[[ Dataset records, beginning ]]

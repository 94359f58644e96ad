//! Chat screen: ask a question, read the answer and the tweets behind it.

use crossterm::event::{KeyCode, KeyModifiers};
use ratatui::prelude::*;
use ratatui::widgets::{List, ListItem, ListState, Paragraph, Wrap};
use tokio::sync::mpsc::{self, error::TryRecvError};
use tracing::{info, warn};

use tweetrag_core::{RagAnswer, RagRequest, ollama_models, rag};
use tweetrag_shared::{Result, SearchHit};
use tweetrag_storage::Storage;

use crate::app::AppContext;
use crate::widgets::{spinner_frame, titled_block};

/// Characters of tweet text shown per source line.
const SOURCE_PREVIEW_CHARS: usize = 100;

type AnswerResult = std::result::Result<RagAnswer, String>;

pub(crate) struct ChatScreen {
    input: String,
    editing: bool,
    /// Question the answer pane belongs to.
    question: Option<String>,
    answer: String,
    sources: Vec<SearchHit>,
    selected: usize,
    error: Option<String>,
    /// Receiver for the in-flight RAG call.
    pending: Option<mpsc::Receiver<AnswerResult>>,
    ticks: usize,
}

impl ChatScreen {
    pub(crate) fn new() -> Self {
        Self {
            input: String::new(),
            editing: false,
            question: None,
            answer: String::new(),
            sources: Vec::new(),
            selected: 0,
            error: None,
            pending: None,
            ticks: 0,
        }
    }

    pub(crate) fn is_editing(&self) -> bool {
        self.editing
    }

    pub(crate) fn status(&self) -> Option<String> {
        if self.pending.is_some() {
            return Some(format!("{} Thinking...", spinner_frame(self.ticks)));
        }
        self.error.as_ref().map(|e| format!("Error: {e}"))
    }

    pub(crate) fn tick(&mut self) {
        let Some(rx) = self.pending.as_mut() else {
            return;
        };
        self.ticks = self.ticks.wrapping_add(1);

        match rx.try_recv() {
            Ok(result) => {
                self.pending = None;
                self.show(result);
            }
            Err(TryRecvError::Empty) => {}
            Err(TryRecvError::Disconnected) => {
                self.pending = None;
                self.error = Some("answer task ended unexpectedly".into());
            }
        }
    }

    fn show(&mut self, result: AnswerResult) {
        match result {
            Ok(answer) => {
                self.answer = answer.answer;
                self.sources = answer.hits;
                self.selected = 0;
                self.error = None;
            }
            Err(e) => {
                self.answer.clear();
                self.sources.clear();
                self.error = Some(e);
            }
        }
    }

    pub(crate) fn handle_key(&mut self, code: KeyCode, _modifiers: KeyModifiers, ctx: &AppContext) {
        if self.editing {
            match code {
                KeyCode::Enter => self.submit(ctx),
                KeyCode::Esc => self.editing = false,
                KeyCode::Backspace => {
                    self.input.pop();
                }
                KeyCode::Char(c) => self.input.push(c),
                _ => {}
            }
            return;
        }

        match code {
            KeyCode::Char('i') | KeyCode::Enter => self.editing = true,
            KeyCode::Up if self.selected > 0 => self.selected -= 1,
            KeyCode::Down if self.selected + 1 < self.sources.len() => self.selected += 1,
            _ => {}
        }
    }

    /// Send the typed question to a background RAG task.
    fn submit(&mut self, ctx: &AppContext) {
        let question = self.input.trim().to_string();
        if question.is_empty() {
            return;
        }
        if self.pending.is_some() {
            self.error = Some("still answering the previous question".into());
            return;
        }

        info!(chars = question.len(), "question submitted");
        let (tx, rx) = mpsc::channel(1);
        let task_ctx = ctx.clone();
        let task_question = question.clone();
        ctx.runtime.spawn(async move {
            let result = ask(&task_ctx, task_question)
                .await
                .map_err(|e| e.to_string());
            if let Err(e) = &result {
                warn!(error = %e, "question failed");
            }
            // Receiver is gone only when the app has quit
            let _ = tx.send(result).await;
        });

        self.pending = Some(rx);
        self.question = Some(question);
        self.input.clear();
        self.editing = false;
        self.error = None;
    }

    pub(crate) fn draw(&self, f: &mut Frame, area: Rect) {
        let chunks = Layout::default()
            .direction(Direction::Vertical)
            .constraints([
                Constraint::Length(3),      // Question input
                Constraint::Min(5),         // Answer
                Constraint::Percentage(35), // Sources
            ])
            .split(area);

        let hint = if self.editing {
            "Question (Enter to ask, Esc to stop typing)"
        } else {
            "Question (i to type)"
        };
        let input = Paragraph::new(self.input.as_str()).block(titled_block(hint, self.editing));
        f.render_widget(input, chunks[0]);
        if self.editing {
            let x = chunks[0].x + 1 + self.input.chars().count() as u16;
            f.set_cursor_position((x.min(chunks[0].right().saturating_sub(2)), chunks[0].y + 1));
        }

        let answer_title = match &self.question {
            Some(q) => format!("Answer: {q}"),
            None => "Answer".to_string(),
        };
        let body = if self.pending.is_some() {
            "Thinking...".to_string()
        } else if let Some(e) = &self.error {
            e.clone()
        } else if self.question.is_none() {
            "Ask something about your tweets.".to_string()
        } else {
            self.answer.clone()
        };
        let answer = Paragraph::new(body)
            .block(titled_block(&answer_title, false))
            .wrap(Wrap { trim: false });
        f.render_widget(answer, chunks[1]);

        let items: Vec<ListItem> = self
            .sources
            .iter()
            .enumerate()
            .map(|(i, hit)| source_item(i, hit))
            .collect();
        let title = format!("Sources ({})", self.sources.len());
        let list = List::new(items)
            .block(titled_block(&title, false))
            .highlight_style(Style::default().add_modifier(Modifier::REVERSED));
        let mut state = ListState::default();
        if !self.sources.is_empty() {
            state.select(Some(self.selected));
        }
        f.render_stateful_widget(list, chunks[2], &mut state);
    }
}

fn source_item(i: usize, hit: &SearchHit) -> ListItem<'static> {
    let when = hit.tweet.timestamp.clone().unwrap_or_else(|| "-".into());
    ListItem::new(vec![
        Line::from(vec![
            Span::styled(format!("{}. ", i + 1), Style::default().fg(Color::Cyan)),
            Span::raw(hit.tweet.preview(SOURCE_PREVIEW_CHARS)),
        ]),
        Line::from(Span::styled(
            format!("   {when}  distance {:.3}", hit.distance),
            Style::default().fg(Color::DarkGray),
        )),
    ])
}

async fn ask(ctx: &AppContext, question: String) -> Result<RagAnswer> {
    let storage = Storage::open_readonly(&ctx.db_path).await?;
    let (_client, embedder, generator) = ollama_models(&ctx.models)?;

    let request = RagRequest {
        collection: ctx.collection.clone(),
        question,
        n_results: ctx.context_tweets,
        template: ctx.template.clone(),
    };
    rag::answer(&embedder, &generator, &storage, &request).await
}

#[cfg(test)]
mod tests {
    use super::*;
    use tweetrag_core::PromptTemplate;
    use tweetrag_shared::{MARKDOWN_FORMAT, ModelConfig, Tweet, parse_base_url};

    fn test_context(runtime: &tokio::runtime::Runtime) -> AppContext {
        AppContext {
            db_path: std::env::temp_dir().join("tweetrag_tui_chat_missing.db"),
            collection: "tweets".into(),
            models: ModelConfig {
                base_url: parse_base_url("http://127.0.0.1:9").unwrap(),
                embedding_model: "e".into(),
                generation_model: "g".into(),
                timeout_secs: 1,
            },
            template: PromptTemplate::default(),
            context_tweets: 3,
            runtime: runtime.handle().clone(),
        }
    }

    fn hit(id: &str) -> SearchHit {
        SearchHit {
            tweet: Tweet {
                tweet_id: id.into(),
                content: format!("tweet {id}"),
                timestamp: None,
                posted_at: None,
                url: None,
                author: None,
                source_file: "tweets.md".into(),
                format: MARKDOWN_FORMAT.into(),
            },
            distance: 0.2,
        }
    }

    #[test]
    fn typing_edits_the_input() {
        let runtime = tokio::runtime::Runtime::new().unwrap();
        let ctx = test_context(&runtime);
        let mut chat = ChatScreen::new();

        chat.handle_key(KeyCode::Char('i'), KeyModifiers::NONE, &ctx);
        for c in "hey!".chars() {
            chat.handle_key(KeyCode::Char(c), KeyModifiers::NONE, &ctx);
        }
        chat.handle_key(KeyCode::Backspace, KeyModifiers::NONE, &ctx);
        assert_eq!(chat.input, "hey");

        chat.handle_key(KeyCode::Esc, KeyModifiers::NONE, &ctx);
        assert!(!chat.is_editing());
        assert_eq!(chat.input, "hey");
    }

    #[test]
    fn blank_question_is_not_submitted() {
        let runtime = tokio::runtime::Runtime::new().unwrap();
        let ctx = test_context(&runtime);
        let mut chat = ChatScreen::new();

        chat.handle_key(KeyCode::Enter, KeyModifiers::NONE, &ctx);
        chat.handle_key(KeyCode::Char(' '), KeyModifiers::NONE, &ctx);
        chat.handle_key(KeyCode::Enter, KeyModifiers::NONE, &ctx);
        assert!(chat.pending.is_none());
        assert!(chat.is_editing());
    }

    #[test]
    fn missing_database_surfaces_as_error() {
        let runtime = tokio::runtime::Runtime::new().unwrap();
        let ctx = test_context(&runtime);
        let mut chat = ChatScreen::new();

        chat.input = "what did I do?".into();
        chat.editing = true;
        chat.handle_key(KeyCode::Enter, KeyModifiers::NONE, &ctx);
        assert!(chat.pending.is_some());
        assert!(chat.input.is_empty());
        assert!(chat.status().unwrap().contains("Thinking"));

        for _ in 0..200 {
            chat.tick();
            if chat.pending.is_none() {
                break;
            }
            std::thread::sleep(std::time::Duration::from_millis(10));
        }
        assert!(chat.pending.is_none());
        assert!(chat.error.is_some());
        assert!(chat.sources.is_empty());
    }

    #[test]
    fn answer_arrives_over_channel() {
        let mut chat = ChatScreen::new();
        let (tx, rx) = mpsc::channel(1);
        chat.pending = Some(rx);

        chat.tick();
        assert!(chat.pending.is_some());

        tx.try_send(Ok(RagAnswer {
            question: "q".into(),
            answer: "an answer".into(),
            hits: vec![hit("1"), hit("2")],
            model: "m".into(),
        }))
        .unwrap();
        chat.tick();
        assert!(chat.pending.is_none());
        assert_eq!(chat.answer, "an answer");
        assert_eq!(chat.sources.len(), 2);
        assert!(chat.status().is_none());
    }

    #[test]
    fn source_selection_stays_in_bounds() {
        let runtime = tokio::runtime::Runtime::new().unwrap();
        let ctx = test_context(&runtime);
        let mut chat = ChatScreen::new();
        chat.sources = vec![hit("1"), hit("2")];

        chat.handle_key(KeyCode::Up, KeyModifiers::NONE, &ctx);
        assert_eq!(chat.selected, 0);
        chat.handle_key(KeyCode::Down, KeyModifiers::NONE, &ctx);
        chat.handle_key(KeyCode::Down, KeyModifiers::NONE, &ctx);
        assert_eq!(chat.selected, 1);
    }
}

[[ Dataset records, end ]]

◆ **Work item**:
Going through the entries above, count the lines with the word "Color". Give only the result.

◆ **Exercise answer**:
2